* _Problem_:
The required lines are those that contain "urls"; pull them out of the data and copy them.

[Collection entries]
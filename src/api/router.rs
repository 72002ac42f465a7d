//! HTTP 接口
//!
//! - `POST /api/analyze`：提交批次
//! - `GET /api/status/{session_id}`：查询会话
//! - `POST /api/cancel/{session_id}`：取消批次
//! - `GET /health`：健康检查

use std::sync::Arc;

use axum::extract::rejection::JsonRejection;
use axum::extract::{Path, State};
use axum::http::StatusCode;
use axum::response::{IntoResponse, Response};
use axum::routing::{get, post};
use axum::{Json, Router};
use serde::{Deserialize, Serialize};
use serde_json::json;
use tracing::{error, info};

use crate::error::{AppError, ValidationError};
use crate::orchestrator::BatchProcessor;
use crate::session::Session;

#[derive(Debug, Deserialize)]
pub struct AnalyzeRequest {
    pub urls: Vec<String>,
}

#[derive(Debug, Serialize, Deserialize)]
pub struct AnalyzeResponse {
    pub session_id: String,
    pub message: String,
}

#[derive(Debug, Serialize, Deserialize)]
pub struct HealthResponse {
    pub status: String,
    pub narrative_configured: bool,
}

pub fn router(processor: Arc<BatchProcessor>) -> Router {
    Router::new()
        .route("/api/analyze", post(analyze))
        .route("/api/status/{session_id}", get(status))
        .route("/api/cancel/{session_id}", post(cancel))
        .route("/health", get(health))
        .with_state(processor)
}

async fn analyze(
    State(processor): State<Arc<BatchProcessor>>,
    payload: Result<Json<AnalyzeRequest>, JsonRejection>,
) -> Result<Json<AnalyzeResponse>, AppError> {
    // 缺少 urls、类型不对或不是 JSON 都按校验错误返回 400
    let Json(request) = payload.map_err(|rejection| ValidationError::InvalidBody {
        reason: rejection.body_text(),
    })?;
    let session_id = processor.submit(&request.urls).await?;
    info!("[会话 {}] 📥 已受理 {} 个 URL", session_id, request.urls.len());
    Ok(Json(AnalyzeResponse {
        session_id,
        message: "分析已开始".to_string(),
    }))
}

async fn status(
    State(processor): State<Arc<BatchProcessor>>,
    Path(session_id): Path<String>,
) -> Result<Json<Session>, AppError> {
    Ok(Json(processor.status(&session_id)?))
}

async fn cancel(
    State(processor): State<Arc<BatchProcessor>>,
    Path(session_id): Path<String>,
) -> Result<StatusCode, AppError> {
    processor.cancel(&session_id)?;
    Ok(StatusCode::ACCEPTED)
}

async fn health(State(processor): State<Arc<BatchProcessor>>) -> Json<HealthResponse> {
    Json(HealthResponse {
        status: "ok".to_string(),
        narrative_configured: processor.narrative_configured(),
    })
}

impl IntoResponse for AppError {
    fn into_response(self) -> Response {
        let status = match &self {
            AppError::Validation(_) => StatusCode::BAD_REQUEST,
            AppError::Session(_) => StatusCode::NOT_FOUND,
            _ => {
                error!("请求处理失败: {}", self);
                StatusCode::INTERNAL_SERVER_ERROR
            }
        };
        (status, Json(json!({ "error": self.to_string() }))).into_response()
    }
}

* _Solution for this problem_:
    pub urls: Vec<String>,
    // 缺少 urls、类型不对或不是 JSON 都按校验错误返回 400
    let session_id = processor.submit(&request.urls).await?;
    info!("[会话 {}] 📥 已受理 {} 个 URL", session_id, request.urls.len());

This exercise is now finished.